In order for a suicide prevention program to be successful, you must first be able to identify when a student is in crisis. Educating all district staff members is a big part of a school suicide prevention program, and is a top recommendation among suicide prevention advocates.

While your IT team likely doesn’t have much formal contact with students, they are in a unique position to help spot trouble if they have the tools to monitor school-provided technology. This is because schools are increasingly detecting suicide digital signals in Gmail, Google Docs, chat apps, and shared drives.

Administrators are struggling to ensure that their school suicide prevention program works in the virtual world. Teachers need to work harder to build relationships with students so that they can identify warning signals, but many signs go unnoticed despite best efforts.

IT teams are in a unique position to impact student suicide prevention because they:

  • Understand technology and how it can help
  • Can provide visibility into students’ online communications and behavior
  • Can provide fast and objective information to incident response resources

Your IT team shouldn’t be expected to take direct action with the students. Nor are they uniquely trained to make judgment calls on whether or not a red flag requires immediate action in the way that a counselor is. But, they can use tools to detect risk signals in school-provided technology that will quickly send a notification to the proper building resources.

Advances in artificial intelligence (AI) self-harm monitoring technology more specifically identify cries for help with fewer false positives. This helps protect students’ privacy and saves time. It also means that your response task force is better able to focus on students who truly need their help.

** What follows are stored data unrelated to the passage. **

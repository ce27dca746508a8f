use chrono::{DateTime, Utc};
use rust_decimal::Decimal;
use serde::{Deserialize, Serialize};

use crate::domain::cart::{CartLine, CartSnapshot};
use crate::domain::conversation::UserId;

#[derive(Clone, Debug, PartialEq, Eq, Hash, Serialize, Deserialize)]
pub struct PurchaseRequestId(pub String);

impl PurchaseRequestId {
    pub fn generate() -> Self {
        Self(uuid::Uuid::new_v4().to_string())
    }
}

#[derive(Clone, Copy, Debug, PartialEq, Eq, Serialize, Deserialize)]
#[serde(rename_all = "snake_case")]
pub enum PurchaseRequestStatus {
    Submitted,
    Approved,
    Rejected,
}

impl PurchaseRequestStatus {
    pub fn as_str(&self) -> &'static str {
        match self {
            Self::Submitted => "submitted",
            Self::Approved => "approved",
            Self::Rejected => "rejected",
        }
    }

    pub fn parse(value: &str) -> Option<Self> {
        match value {
            "submitted" => Some(Self::Submitted),
            "approved" => Some(Self::Approved),
            "rejected" => Some(Self::Rejected),
            _ => None,
        }
    }
}

#[derive(Clone, Debug, PartialEq, Serialize, Deserialize)]
pub struct PurchaseRequestSnapshot {
    pub id: PurchaseRequestId,
    pub user_id: UserId,
    pub lines: Vec<CartLine>,
    pub estimated_total: Decimal,
    pub notes: Option<String>,
    pub status: PurchaseRequestStatus,
    pub submitted_at: DateTime<Utc>,
}

impl PurchaseRequestSnapshot {
    /// Freezes the cart content at checkout time.
    pub fn from_cart(cart: CartSnapshot, notes: Option<String>) -> Self {
        Self {
            id: PurchaseRequestId::generate(),
            user_id: cart.user_id,
            estimated_total: cart.estimated_total,
            lines: cart.lines,
            notes: notes.filter(|value| !value.trim().is_empty()),
            status: PurchaseRequestStatus::Submitted,
            submitted_at: Utc::now(),
        }
    }
}
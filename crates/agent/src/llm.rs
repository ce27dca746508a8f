use std::time::Duration;

use async_trait::async_trait;
use secrecy::{ExposeSecret, SecretString};
use serde::{Deserialize, Serialize};
use thiserror::Error;
use tracing::{debug, warn};

use procura_core::config::{LlmConfig, LlmProvider};

const DEFAULT_OPENAI_BASE: &str = "https://api.openai.com/v1";
const DEFAULT_ANTHROPIC_BASE: &str = "https://api.anthropic.com";
const DEFAULT_OLLAMA_BASE: &str = "http://localhost:11434";
const ANTHROPIC_VERSION: &str = "2023-06-01";
const ANTHROPIC_MAX_TOKENS: u32 = 1024;

#[derive(Debug, Error)]
pub enum CompletionError {
    #[error("completion request timed out")]
    Timeout,
    #[error("completion transport error: {0}")]
    Transport(String),
    #[error("completion provider error: {0}")]
    Provider(String),
}

impl CompletionError {
    /// Transport-level failures are worth one automatic retry. Timeouts
    /// are not; the request already spent the full timeout budget, and
    /// retrying would double worst-case turn latency. Provider rejections
    /// (auth, bad model, malformed request) would fail identically again.
    pub fn is_retryable(&self) -> bool {
        matches!(self, Self::Transport(_))
    }
}

/// A single non-streaming completion round trip. The system instruction
/// and the transcript travel separately so each provider can map them
/// onto its own wire shape.
#[async_trait]
pub trait CompletionClient: Send + Sync {
    async fn complete(&self, system: &str, prompt: &str) -> Result<String, CompletionError>;
}

/// Production client over the configured provider's HTTP API. Requests
/// carry a bounded timeout; transport failures get at most one retry.
pub struct HttpCompletionClient {
    client: reqwest::Client,
    provider: LlmProvider,
    base_url: String,
    model: String,
    api_key: Option<SecretString>,
    max_retries: u32,
}

impl HttpCompletionClient {
    pub fn from_config(config: &LlmConfig) -> Result<Self, CompletionError> {
        let client = reqwest::Client::builder()
            .timeout(Duration::from_secs(config.timeout_secs))
            .build()
            .map_err(|err| {
                CompletionError::Provider(format!("failed to build HTTP client: {err}"))
            })?;

        let base_url = config
            .base_url
            .clone()
            .unwrap_or_else(|| {
                match config.provider {
                    LlmProvider::OpenAi => DEFAULT_OPENAI_BASE,
                    LlmProvider::Anthropic => DEFAULT_ANTHROPIC_BASE,
                    LlmProvider::Ollama => DEFAULT_OLLAMA_BASE,
                }
                .to_string()
            })
            .trim_end_matches('/')
            .to_string();

        Ok(Self {
            client,
            provider: config.provider,
            base_url,
            model: config.model.clone(),
            api_key: config.api_key.clone(),
            max_retries: config.max_retries,
        })
    }

    async fn complete_once(&self, system: &str, prompt: &str) -> Result<String, CompletionError> {
        match self.provider {
            LlmProvider::OpenAi => self.complete_openai(system, prompt).await,
            LlmProvider::Anthropic => self.complete_anthropic(system, prompt).await,
            LlmProvider::Ollama => self.complete_ollama(system, prompt).await,
        }
    }

    async fn complete_openai(&self, system: &str, prompt: &str) -> Result<String, CompletionError> {
        let url = format!("{}/chat/completions", self.base_url);
        let body = OpenAiRequest {
            model: &self.model,
            messages: vec![
                WireMessage { role: "system", content: system },
                WireMessage { role: "user", content: prompt },
            ],
        };

        let mut request = self.client.post(&url).json(&body);
        if let Some(key) = &self.api_key {
            request = request.bearer_auth(key.expose_secret());
        }

        let response = request.send().await.map_err(|err| self.transport_error(err))?;
        let response = check_status("OpenAI", response).await?;
        let parsed: OpenAiResponse = response.json().await.map_err(|err| {
            CompletionError::Provider(format!("failed to parse OpenAI response: {err}"))
        })?;

        parsed
            .choices
            .into_iter()
            .next()
            .map(|choice| choice.message.content)
            .ok_or_else(|| CompletionError::Provider("OpenAI returned no choices".to_string()))
    }

    async fn complete_anthropic(
        &self,
        system: &str,
        prompt: &str,
    ) -> Result<String, CompletionError> {
        let url = format!("{}/v1/messages", self.base_url);
        let body = AnthropicRequest {
            model: &self.model,
            max_tokens: ANTHROPIC_MAX_TOKENS,
            system,
            messages: vec![WireMessage { role: "user", content: prompt }],
        };

        let mut request =
            self.client.post(&url).json(&body).header("anthropic-version", ANTHROPIC_VERSION);
        if let Some(key) = &self.api_key {
            request = request.header("x-api-key", key.expose_secret());
        }

        let response = request.send().await.map_err(|err| self.transport_error(err))?;
        let response = check_status("Anthropic", response).await?;
        let parsed: AnthropicResponse = response.json().await.map_err(|err| {
            CompletionError::Provider(format!("failed to parse Anthropic response: {err}"))
        })?;

        parsed
            .content
            .into_iter()
            .find_map(|block| block.text)
            .ok_or_else(|| {
                CompletionError::Provider("Anthropic returned no text content".to_string())
            })
    }

    async fn complete_ollama(&self, system: &str, prompt: &str) -> Result<String, CompletionError> {
        let url = format!("{}/api/chat", self.base_url);
        let body = OllamaRequest {
            model: &self.model,
            messages: vec![
                WireMessage { role: "system", content: system },
                WireMessage { role: "user", content: prompt },
            ],
            stream: false,
        };

        let response =
            self.client.post(&url).json(&body).send().await.map_err(|err| {
                if err.is_connect() {
                    CompletionError::Transport(format!(
                        "failed to connect to Ollama at {}. Is Ollama running?",
                        self.base_url
                    ))
                } else {
                    self.transport_error(err)
                }
            })?;
        let response = check_status("Ollama", response).await?;
        let parsed: OllamaResponse = response.json().await.map_err(|err| {
            CompletionError::Provider(format!("failed to parse Ollama response: {err}"))
        })?;

        Ok(parsed.message.content)
    }

    fn transport_error(&self, err: reqwest::Error) -> CompletionError {
        if err.is_timeout() {
            CompletionError::Timeout
        } else {
            CompletionError::Transport(format!("request to {} failed: {err}", self.base_url))
        }
    }
}

async fn check_status(
    provider: &str,
    response: reqwest::Response,
) -> Result<reqwest::Response, CompletionError> {
    let status = response.status();
    if status.is_success() {
        return Ok(response);
    }
    let body = response.text().await.unwrap_or_default();
    Err(CompletionError::Provider(format!("{provider} API error ({status}): {body}")))
}

#[async_trait]
impl CompletionClient for HttpCompletionClient {
    async fn complete(&self, system: &str, prompt: &str) -> Result<String, CompletionError> {
        let mut attempt = 0;
        loop {
            debug!(provider = ?self.provider, model = %self.model, attempt, "completion request");
            match self.complete_once(system, prompt).await {
                Ok(text) => return Ok(text),
                Err(err) if err.is_retryable() && attempt < self.max_retries => {
                    warn!(error = %err, attempt, "retrying completion after transport failure");
                    attempt += 1;
                }
                Err(err) => return Err(err),
            }
        }
    }
}

#[derive(Serialize)]
struct WireMessage<'a> {
    role: &'a str,
    content: &'a str,
}

#[derive(Serialize)]
struct OpenAiRequest<'a> {
    model: &'a str,
    messages: Vec<WireMessage<'a>>,
}

#[derive(Deserialize)]
struct OpenAiResponse {
    choices: Vec<OpenAiChoice>,
}

#[derive(Deserialize)]
struct OpenAiChoice {
    message: OpenAiChoiceMessage,
}

#[derive(Deserialize)]
struct OpenAiChoiceMessage {
    content: String,
}

#[derive(Serialize)]
struct AnthropicRequest<'a> {
    model: &'a str,
    max_tokens: u32,
    system: &'a str,
    messages: Vec<WireMessage<'a>>,
}

#[derive(Deserialize)]
struct AnthropicResponse {
    content: Vec<AnthropicBlock>,
}

#[derive(Deserialize)]
struct AnthropicBlock {
    #[serde(default)]
    text: Option<String>,
}

#[derive(Serialize)]
struct OllamaRequest<'a> {
    model: &'a str,
    messages: Vec<WireMessage<'a>>,
    stream: bool,
}

#[derive(Deserialize)]
struct OllamaResponse {
    message: OllamaResponseMessage,
}

#[derive(Deserialize)]
struct OllamaResponseMessage {
    content: String,
}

For example, compared to keyword matching, AI can:

  • Better understand the context of a sentence to distinguish between “If I don’t get asked to prom I’ll die,” and “I just want to die”
  • Distinguish between “I want to die’ vs “I don’t want to die”
  • Learn over time and get better at spotting signals with fewer false positives and removing biases

What Monitoring Technology Should Look For

Research shows that students will talk about suicidal thoughts, but they also use digital media such as social networking sites, blog posts, instant messages, text messages, and emails. We work with many school administrators who are finding a variety of digital signals in district Google and Microsoft domains.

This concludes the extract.